§ WHAT YOU NEED TO DO: Among the records that follow, count the lines where "post" appears, and state the count by itself.

*** SOURCE DATA Section Begins ***

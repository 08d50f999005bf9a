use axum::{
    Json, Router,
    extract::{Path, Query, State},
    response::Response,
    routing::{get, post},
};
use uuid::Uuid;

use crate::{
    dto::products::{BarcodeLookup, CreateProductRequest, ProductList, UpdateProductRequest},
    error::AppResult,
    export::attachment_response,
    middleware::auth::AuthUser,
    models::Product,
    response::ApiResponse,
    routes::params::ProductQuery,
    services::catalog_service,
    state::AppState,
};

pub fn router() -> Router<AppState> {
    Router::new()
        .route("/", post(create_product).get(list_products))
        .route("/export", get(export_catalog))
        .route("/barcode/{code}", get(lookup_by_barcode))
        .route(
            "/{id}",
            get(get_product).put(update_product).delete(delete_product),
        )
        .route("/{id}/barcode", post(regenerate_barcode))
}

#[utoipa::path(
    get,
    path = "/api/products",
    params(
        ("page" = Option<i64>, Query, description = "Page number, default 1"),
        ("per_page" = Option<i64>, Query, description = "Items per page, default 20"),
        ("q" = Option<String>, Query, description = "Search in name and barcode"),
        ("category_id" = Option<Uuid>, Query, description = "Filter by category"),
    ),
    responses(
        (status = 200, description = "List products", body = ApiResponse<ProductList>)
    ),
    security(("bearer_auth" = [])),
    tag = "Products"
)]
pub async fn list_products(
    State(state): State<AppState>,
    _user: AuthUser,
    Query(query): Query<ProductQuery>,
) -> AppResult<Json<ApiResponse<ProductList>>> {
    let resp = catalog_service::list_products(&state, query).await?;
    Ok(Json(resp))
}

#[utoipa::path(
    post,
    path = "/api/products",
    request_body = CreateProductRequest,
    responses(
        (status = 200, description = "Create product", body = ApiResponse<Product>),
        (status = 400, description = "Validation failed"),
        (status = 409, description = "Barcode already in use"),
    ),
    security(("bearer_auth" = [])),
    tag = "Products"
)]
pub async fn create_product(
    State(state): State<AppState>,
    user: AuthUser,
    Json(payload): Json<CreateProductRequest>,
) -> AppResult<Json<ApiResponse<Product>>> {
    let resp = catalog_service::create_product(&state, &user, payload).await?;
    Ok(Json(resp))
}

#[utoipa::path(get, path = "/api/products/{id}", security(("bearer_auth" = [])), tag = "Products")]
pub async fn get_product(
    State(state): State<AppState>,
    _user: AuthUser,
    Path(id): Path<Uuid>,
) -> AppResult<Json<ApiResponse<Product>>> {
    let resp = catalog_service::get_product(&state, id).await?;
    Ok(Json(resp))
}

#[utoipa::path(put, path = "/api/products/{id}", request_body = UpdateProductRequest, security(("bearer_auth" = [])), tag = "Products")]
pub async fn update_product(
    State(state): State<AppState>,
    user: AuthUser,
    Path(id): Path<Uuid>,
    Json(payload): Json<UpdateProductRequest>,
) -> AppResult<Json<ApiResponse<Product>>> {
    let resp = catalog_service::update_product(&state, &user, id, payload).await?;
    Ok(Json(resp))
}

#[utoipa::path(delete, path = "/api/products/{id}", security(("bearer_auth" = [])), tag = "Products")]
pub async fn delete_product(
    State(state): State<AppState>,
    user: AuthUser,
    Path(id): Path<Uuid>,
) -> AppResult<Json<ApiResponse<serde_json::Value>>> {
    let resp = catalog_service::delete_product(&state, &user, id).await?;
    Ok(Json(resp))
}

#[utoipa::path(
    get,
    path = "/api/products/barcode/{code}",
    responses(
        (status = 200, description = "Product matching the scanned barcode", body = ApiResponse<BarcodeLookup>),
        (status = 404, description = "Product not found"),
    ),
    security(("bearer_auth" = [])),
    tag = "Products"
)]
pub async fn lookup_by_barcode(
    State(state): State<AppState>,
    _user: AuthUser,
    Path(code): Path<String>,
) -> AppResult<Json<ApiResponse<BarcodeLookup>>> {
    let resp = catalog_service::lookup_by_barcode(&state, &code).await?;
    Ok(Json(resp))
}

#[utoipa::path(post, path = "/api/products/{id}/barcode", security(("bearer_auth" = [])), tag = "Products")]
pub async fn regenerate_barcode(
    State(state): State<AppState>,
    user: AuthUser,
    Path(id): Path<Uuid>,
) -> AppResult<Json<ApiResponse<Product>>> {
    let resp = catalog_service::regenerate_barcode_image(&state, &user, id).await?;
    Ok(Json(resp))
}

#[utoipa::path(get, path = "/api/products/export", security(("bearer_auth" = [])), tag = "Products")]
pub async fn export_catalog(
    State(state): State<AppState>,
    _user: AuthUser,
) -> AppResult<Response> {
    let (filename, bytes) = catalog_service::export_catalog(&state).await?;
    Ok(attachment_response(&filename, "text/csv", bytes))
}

*** SOURCE DATA Section Ends ***

§ TASK SOLUTION: 5